Since January 2014, he began the tour of Danse avec les stars.

He announced on 31 January 2014 the launch of his show Rock it All, on tour throughout France from late October to early December 2014. His show is a success, with a very positive response from the public and the press. The tour include 23 performances throughout France and Belgium, including three shows at the Casino de Paris displaying complete. This show is nominated to the Prix de la Création musicale 2015 for the Original creation for a show.

In 2015, he participated in a new musical interpretation of The Three Musketeers, in which he played the leading role of Athos, and was also part of the artistic direction of the show.

== Awards ==
In 2003 he won his first title of world champion at the Battle of the Year. In 2004, he won two league titles in Europe, one in 8 against 8 and the other in duet. In 2005, he won in duet with B-boy Lilou, the Freestyle Session in Seoul. In 2006, he won the UK B-Boy Championships with his crew. A year later, he won, again with his crew, the world championship KB BBOY. In 2010, he won his last title of world champion in Japan.

== Personal life ==
Brahim was in a relationship with Madonna.
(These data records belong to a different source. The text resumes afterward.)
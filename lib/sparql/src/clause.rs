use registry_common::error::QueryBuildError;
use registry_model::{FacetDimension, Literal, NamedNode, NamedNodeRef, Term, ValueKind, Variable};
use std::collections::BTreeSet;
use std::fmt::{Display, Formatter, Write};

/// The prefix of the variables bound by generated filter clauses.
const FILTER_VARIABLE_PREFIX: &str = "filterVal_";

/// A generated filter for one constrained dimension: a graph pattern that binds a fresh variable
/// to the values of the dimension, and a membership constraint on that variable.
///
/// All escaping of user-supplied values happens when a clause is created. Rendering cannot fail
/// and never produces text that escapes its position in the query.
#[derive(Clone, Debug, PartialEq, Eq)]
pub struct FilterClause {
    dimension: FacetDimension,
    subject: Variable,
    path: &'static [NamedNodeRef<'static>],
    variable: Variable,
    allowed: Vec<Term>,
}

impl FilterClause {
    /// Creates the clause that restricts `subject` to the `allowed` values of `dimension`.
    ///
    /// Values of resource dimensions must be absolute IRIs. Values of literal dimensions are
    /// embedded as escaped string literals.
    pub fn try_new<'a>(
        subject: Variable,
        dimension: FacetDimension,
        allowed: impl IntoIterator<Item = &'a String>,
    ) -> Result<Self, QueryBuildError> {
        let descriptor = dimension.descriptor();
        let variable = filter_variable(descriptor.property())?;
        let allowed = allowed
            .into_iter()
            .map(|value| value_term(dimension, descriptor.value_kind, value))
            .collect::<Result<_, _>>()?;

        Ok(Self {
            dimension,
            subject,
            path: descriptor.path,
            variable,
            allowed,
        })
    }

    /// Constrains `variable`, which the surrounding query already binds to the values of the
    /// dimension, instead of binding a fresh variable.
    #[must_use]
    pub fn bound_to(mut self, variable: Variable) -> Self {
        self.path = &[];
        self.variable = variable;
        self
    }

    pub fn dimension(&self) -> FacetDimension {
        self.dimension
    }

    /// Returns the variable constrained by this clause.
    pub fn variable(&self) -> &Variable {
        &self.variable
    }

    /// Returns the terms the variable may take.
    pub fn allowed(&self) -> &[Term] {
        &self.allowed
    }
}

impl Display for FilterClause {
    fn fmt(&self, f: &mut Formatter<'_>) -> std::fmt::Result {
        write!(f, "\n    # Filter by {}\n    ", self.dimension)?;
        if !self.path.is_empty() {
            write!(f, "{} ", self.subject)?;
            for (i, property) in self.path.iter().enumerate() {
                if i > 0 {
                    f.write_char('/')?;
                }
                write!(f, "{property}")?;
            }
            write!(f, " {} .\n    ", self.variable)?;
        }
        write!(f, "FILTER({} IN (", self.variable)?;
        for (i, term) in self.allowed.iter().enumerate() {
            if i > 0 {
                f.write_str(", ")?;
            }
            write!(f, "{term}")?;
        }
        f.write_str("))")
    }
}

/// Generates the clauses of all constrained dimensions of `constraints`, in dimension order.
pub fn filter_clauses<'a>(
    subject: &Variable,
    constraints: impl IntoIterator<Item = (FacetDimension, &'a BTreeSet<String>)>,
) -> Result<Vec<FilterClause>, QueryBuildError> {
    constraints
        .into_iter()
        .filter(|(_, allowed)| !allowed.is_empty())
        .map(|(dimension, allowed)| FilterClause::try_new(subject.clone(), dimension, allowed))
        .collect()
}

/// Renders `clauses` as the text that replaces the filter marker.
pub fn render_clauses(clauses: &[FilterClause]) -> String {
    clauses
        .iter()
        .map(ToString::to_string)
        .collect::<Vec<_>>()
        .join("\n")
}

/// Replaces every character outside `[A-Za-z0-9]` with `_`.
pub fn sanitize_variable_token(raw: &str) -> String {
    raw.chars()
        .map(|c| if c.is_ascii_alphanumeric() { c } else { '_' })
        .collect()
}

fn filter_variable(property: NamedNodeRef<'_>) -> Result<Variable, QueryBuildError> {
    let name = format!(
        "{FILTER_VARIABLE_PREFIX}{}",
        sanitize_variable_token(property.as_str())
    );
    Variable::new(&name).map_err(|_| QueryBuildError::InvalidVariable(name))
}

fn value_term(
    dimension: FacetDimension,
    kind: ValueKind,
    value: &str,
) -> Result<Term, QueryBuildError> {
    match kind {
        ValueKind::Resource => NamedNode::new(value)
            .map(Term::from)
            .map_err(|error| QueryBuildError::InvalidResourceValue {
                dimension: dimension.name().to_owned(),
                value: value.to_owned(),
                error,
            }),
        ValueKind::Literal => Ok(Literal::new_simple_literal(value).into()),
    }
}

#[cfg(test)]
mod tests {
    use super::*;

    fn service() -> Variable {
        Variable::new_unchecked("service")
    }

    fn values(values: &[&str]) -> BTreeSet<String> {
        values.iter().map(|v| (*v).to_owned()).collect()
    }

    #[test]
    fn test_sanitize_variable_token() {
        assert_eq!(
            sanitize_variable_token("http://purl.org/dc/terms/publisher"),
            "http___purl_org_dc_terms_publisher"
        );
        assert_eq!(sanitize_variable_token("abc123"), "abc123");
        assert_eq!(sanitize_variable_token("\u{e9}-x"), "__x");
    }

    #[test]
    fn test_render_resource_clause() {
        let allowed = values(&["http://org/A", "http://org/B"]);
        let clause = FilterClause::try_new(service(), FacetDimension::Publisher, &allowed).unwrap();

        assert_eq!(
            clause.to_string(),
            "\n    # Filter by Publisher\n    \
             ?service <http://purl.org/dc/terms/publisher> ?filterVal_http___purl_org_dc_terms_publisher .\n    \
             FILTER(?filterVal_http___purl_org_dc_terms_publisher IN (<http://org/A>, <http://org/B>))"
        );
    }

    #[test]
    fn test_render_literal_clause_with_path() {
        let allowed = values(&["USA"]);
        let clause = FilterClause::try_new(service(), FacetDimension::Country, &allowed).unwrap();

        assert_eq!(
            clause.variable().as_str(),
            "filterVal_http___www_w3_org_2006_vcard_ns_country_name"
        );
        assert_eq!(
            clause.to_string(),
            "\n    # Filter by Country\n    \
             ?service <http://purl.org/dc/terms/publisher>/<http://www.w3.org/2006/vcard/ns#country-name> \
             ?filterVal_http___www_w3_org_2006_vcard_ns_country_name .\n    \
             FILTER(?filterVal_http___www_w3_org_2006_vcard_ns_country_name IN (\"USA\"))"
        );
    }

    #[test]
    fn test_literal_values_are_escaped() {
        let allowed = values(&["USA\")) } DROP ALL #"]);
        let clause = FilterClause::try_new(service(), FacetDimension::Country, &allowed).unwrap();
        assert_eq!(clause.allowed(), [Term::from(Literal::new_simple_literal("USA\")) } DROP ALL #"))]);
        assert!(clause.to_string().contains(r#"IN ("USA\")) } DROP ALL #"))"#));
    }

    #[test]
    fn test_resource_values_must_be_iris() {
        for value in ["Org A", "http://org/A> } #", "relative/path"] {
            let allowed = values(&[value]);
            let result = FilterClause::try_new(service(), FacetDimension::Publisher, &allowed);
            assert!(
                matches!(result, Err(QueryBuildError::InvalidResourceValue { .. })),
                "{value} was accepted"
            );
        }
    }

    #[test]
    fn test_render_clause_on_bound_variable() {
        let allowed = values(&["http://www.w3.org/ns/dcat#Catalog"]);
        let clause = FilterClause::try_new(service(), FacetDimension::Type, &allowed)
            .unwrap()
            .bound_to(Variable::new_unchecked("type"));

        assert_eq!(
            clause.to_string(),
            "\n    # Filter by Type\n    FILTER(?type IN (<http://www.w3.org/ns/dcat#Catalog>))"
        );
    }

    #[test]
    fn test_empty_constraints_are_skipped() {
        let empty = BTreeSet::new();
        let clauses = filter_clauses(&service(), [(FacetDimension::Type, &empty)]).unwrap();
        assert!(clauses.is_empty());
        assert_eq!(render_clauses(&clauses), "");
    }
}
They met when Madonna asked him to dance for promoting her clothing line Material Girl Collection presented at Macy's in New York in September 2010. The couple broke up in December 2013.

On 12 December 2015, on the eve of the second round of regional elections where the National Front had won the first round, he published a selfie taken two years earlier with Jean-Marie Le Pen, without his consent, then sleeping in an aircraft on a flight between Nice and Paris. The tweet bears the legend "Put them all K.O. going vote tomorrow. To preserve our fraternal France !!! ". He was sentenced in February 2016 at a euro provision.